Problem statement — Across the records that follow, give the number of lines containing the word "display" and nothing else.

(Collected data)
Segment Open
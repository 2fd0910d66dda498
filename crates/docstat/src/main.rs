//! docstat CLI
#![deny(unsafe_code)]

use anyhow::Context;
use clap::Parser;
use docstat::{Cli, Commands, commands};
use docstat_core::config::ConfigLoader;
use tracing::debug;

mod observability;

fn main() -> anyhow::Result<()> {
    let cli = Cli::parse();
    cli.color.apply();

    if cli.version_only {
        println!("{}", env!("CARGO_PKG_VERSION"));
        return Ok(());
    }

    // arg_required_else_help ensures we have --version-only or a subcommand
    let Some(command) = cli.command else {
        return Ok(());
    };

    if let Some(ref dir) = cli.chdir {
        std::env::set_current_dir(dir)
            .with_context(|| format!("failed to change directory to {}", dir.display()))?;
    }

    let cwd = std::env::current_dir().context("failed to determine current directory")?;
    let cwd = camino::Utf8PathBuf::try_from(cwd).map_err(|e| {
        anyhow::anyhow!(
            "current directory is not valid UTF-8: {}",
            e.into_path_buf().display()
        )
    })?;
    let mut loader = ConfigLoader::new().with_project_search(&cwd);
    if let Some(ref config_path) = cli.config {
        let config_path = camino::Utf8PathBuf::try_from(config_path.clone()).map_err(|e| {
            anyhow::anyhow!(
                "config path is not valid UTF-8: {}",
                e.into_path_buf().display()
            )
        })?;
        loader = loader.with_file(&config_path);
    }
    let (config, config_sources) = loader.load().context("failed to load configuration")?;

    let obs_config = observability::ObservabilityConfig::from_env_with_overrides(
        config
            .log_dir
            .as_ref()
            .map(|dir| dir.as_std_path().to_path_buf()),
    )
    .with_stderr_verbosity(cli.quiet, cli.verbose);
    let env_filter = observability::env_filter(cli.quiet, cli.verbose, config.log_level.as_str());
    let _guard = observability::init_observability(&obs_config, env_filter)
        .context("failed to initialize logging/tracing")?;

    debug!(
        verbose = cli.verbose,
        quiet = cli.quiet,
        json = cli.json,
        color = ?cli.color,
        chdir = ?cli.chdir,
        "CLI initialized"
    );

    let result = match command {
        Commands::Analyze(args) => commands::analyze::cmd_analyze(args, cli.json, &config),
        Commands::Extract(args) => commands::extract::cmd_extract(args, cli.json, &config),
        Commands::Convert(args) => commands::convert::cmd_convert(args, cli.json, &config),
        Commands::Shell(args) => commands::shell::cmd_shell(args, cli.json, &config),
        Commands::Info(args) => commands::info::cmd_info(args, cli.json, &config, &config_sources),
    };
    if let Err(ref err) = result {
        tracing::error!(error = %err, "fatal error");
    }
    result
}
Segment Closed
Written solution — 3